# [Dataset entries]
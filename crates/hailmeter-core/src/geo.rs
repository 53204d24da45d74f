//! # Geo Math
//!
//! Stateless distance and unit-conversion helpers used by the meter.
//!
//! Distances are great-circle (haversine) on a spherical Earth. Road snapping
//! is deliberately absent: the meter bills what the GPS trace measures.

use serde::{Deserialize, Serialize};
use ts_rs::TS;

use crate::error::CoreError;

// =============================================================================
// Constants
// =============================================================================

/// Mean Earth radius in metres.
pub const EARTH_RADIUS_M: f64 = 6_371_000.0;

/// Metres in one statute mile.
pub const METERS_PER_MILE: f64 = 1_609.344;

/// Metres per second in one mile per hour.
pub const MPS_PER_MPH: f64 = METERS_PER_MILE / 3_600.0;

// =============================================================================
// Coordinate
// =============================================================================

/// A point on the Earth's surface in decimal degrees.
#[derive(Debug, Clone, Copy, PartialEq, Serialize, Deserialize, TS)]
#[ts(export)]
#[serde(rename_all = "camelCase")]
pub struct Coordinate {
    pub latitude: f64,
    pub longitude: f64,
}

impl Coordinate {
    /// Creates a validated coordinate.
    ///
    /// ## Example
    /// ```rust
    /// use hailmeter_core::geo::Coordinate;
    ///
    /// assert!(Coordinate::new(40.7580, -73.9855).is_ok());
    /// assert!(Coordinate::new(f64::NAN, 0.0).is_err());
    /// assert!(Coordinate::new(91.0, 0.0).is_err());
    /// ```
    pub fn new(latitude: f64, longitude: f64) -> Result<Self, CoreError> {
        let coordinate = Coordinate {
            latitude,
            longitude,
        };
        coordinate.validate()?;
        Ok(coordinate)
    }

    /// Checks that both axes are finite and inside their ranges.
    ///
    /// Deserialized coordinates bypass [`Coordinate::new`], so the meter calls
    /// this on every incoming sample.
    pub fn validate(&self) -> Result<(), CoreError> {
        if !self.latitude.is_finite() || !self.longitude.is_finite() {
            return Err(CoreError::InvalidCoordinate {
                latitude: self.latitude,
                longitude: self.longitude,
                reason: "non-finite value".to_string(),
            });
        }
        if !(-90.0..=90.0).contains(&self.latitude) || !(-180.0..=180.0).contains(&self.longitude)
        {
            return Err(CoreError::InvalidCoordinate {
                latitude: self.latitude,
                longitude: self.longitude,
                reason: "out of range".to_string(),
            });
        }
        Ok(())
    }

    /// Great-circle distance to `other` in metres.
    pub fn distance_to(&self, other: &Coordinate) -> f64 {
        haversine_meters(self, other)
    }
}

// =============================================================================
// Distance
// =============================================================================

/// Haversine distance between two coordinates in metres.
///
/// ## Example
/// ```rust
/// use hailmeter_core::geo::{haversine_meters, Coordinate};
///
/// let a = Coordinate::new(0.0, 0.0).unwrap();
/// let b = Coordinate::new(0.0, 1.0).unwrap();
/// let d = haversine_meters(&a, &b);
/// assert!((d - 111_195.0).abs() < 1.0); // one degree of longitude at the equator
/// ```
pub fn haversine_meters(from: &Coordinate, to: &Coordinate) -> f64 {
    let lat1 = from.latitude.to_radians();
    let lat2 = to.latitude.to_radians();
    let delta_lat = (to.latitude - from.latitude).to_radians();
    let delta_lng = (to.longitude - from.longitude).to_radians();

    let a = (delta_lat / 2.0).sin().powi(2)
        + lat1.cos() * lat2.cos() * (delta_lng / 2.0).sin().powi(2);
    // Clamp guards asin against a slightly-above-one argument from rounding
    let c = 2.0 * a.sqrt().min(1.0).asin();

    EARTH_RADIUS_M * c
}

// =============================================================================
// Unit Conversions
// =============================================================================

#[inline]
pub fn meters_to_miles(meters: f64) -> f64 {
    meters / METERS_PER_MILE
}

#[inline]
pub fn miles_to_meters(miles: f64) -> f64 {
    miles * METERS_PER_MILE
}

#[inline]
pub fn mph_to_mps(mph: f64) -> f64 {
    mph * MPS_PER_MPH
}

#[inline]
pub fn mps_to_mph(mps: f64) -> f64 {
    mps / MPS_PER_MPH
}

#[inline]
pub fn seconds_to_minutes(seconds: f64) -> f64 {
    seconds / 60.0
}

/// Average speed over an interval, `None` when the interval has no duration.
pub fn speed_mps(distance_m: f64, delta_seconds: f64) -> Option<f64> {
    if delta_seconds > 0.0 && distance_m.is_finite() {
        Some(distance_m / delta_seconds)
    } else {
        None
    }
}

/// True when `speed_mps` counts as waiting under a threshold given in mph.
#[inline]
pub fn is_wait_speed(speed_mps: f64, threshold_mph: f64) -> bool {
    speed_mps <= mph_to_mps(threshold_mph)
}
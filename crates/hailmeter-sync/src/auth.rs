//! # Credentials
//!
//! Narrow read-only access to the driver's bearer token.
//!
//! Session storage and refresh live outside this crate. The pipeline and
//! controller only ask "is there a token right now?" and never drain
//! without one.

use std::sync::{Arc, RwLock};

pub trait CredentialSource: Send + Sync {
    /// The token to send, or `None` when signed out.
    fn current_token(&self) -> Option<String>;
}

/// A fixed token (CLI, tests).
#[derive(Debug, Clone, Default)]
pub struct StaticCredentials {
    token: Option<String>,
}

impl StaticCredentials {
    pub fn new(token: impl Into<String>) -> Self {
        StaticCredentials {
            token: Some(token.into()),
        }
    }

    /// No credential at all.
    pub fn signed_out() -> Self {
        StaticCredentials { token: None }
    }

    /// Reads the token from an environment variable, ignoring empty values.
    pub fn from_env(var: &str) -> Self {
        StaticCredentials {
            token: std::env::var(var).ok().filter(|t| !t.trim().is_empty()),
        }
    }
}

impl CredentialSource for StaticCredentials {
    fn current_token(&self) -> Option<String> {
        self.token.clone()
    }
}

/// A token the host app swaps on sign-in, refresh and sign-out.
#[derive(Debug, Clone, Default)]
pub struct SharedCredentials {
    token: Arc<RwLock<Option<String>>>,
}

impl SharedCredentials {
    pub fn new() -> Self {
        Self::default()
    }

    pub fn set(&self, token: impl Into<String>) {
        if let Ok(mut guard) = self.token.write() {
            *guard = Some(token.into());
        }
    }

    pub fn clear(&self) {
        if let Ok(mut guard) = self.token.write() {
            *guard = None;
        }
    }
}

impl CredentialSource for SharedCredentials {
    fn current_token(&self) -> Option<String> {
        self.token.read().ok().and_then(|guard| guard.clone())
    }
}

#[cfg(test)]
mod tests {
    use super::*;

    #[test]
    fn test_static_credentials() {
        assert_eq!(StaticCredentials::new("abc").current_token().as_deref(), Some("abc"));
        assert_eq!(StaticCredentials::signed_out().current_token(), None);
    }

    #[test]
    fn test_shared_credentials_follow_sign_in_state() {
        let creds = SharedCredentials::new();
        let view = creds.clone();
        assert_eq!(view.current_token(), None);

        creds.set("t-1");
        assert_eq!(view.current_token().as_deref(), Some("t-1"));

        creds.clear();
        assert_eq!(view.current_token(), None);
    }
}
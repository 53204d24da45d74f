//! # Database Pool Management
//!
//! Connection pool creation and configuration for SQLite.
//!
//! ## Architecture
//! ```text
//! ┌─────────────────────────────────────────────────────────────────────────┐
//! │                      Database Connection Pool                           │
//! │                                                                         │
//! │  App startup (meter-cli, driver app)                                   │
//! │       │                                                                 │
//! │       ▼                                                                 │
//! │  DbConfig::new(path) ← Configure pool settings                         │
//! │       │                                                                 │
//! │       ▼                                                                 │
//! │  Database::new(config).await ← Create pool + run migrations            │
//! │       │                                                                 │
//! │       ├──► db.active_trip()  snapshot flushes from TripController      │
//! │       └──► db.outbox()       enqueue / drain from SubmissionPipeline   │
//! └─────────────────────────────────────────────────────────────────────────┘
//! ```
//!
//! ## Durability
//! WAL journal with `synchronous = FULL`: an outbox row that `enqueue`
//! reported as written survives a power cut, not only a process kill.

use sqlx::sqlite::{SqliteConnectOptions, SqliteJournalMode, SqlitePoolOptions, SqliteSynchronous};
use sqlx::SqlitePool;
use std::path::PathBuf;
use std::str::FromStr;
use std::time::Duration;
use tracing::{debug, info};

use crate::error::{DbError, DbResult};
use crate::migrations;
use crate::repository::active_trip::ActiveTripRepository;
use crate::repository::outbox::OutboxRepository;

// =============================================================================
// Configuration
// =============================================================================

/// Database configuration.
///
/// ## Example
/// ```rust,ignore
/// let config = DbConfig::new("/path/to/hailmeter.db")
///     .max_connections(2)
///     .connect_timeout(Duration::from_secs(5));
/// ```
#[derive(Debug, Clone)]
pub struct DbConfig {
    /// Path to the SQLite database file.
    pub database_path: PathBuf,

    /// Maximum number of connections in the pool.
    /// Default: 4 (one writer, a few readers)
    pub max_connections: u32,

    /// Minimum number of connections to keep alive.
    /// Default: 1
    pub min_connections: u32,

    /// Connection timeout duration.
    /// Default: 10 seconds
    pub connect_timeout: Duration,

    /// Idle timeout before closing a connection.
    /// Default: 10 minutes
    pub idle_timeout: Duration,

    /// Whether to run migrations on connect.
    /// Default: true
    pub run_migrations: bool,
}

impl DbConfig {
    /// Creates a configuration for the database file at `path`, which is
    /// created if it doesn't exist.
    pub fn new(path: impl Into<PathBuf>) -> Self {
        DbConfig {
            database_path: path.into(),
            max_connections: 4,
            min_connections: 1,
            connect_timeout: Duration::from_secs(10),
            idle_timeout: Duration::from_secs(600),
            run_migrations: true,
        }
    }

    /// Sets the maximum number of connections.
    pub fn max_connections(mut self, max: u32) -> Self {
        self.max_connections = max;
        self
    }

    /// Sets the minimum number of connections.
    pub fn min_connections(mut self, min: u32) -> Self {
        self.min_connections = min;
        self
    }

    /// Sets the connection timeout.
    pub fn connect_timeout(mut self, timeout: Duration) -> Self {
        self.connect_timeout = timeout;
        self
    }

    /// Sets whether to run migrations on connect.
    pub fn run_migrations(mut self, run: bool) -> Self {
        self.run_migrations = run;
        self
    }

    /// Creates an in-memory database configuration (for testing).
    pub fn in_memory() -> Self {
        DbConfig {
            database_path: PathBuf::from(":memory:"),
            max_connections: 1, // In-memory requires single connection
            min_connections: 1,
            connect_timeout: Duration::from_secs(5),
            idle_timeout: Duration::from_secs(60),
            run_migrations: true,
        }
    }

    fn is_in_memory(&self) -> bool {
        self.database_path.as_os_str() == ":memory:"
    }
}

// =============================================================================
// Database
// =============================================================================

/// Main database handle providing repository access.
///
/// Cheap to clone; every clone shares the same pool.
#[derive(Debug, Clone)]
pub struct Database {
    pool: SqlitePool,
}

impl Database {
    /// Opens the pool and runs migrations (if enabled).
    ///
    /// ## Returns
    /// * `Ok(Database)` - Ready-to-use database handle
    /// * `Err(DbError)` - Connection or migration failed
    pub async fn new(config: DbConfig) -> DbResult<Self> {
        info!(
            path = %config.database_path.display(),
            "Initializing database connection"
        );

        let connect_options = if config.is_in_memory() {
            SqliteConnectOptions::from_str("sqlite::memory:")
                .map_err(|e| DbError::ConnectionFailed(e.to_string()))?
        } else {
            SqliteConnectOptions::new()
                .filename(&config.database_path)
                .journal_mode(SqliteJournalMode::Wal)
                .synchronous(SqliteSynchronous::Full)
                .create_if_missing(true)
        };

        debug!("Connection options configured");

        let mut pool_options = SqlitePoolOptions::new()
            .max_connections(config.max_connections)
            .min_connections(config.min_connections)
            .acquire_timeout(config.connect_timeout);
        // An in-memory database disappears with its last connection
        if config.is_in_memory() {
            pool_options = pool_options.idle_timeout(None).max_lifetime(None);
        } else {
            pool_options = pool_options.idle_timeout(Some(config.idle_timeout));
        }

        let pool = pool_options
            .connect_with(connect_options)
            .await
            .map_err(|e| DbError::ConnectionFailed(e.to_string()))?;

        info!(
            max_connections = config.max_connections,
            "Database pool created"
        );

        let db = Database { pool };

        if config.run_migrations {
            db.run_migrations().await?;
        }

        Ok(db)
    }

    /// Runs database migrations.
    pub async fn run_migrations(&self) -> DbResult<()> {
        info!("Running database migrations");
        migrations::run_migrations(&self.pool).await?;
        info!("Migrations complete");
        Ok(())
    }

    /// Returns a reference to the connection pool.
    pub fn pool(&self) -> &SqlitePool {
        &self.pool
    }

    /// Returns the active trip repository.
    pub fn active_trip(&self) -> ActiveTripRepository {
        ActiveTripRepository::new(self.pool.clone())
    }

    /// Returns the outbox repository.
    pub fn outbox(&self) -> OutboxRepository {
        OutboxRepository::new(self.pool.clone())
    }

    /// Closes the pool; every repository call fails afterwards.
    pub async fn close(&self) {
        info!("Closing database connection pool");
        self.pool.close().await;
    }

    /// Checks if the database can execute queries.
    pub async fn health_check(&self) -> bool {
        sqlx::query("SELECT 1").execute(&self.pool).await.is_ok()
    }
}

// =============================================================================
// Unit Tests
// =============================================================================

# [Aim of the task]
Could you copy every line from the records that has "execute" in it?

# [Solution to the problem]
    /// Checks if the database can execute queries.
        sqlx::query("SELECT 1").execute(&self.pool).await.is_ok()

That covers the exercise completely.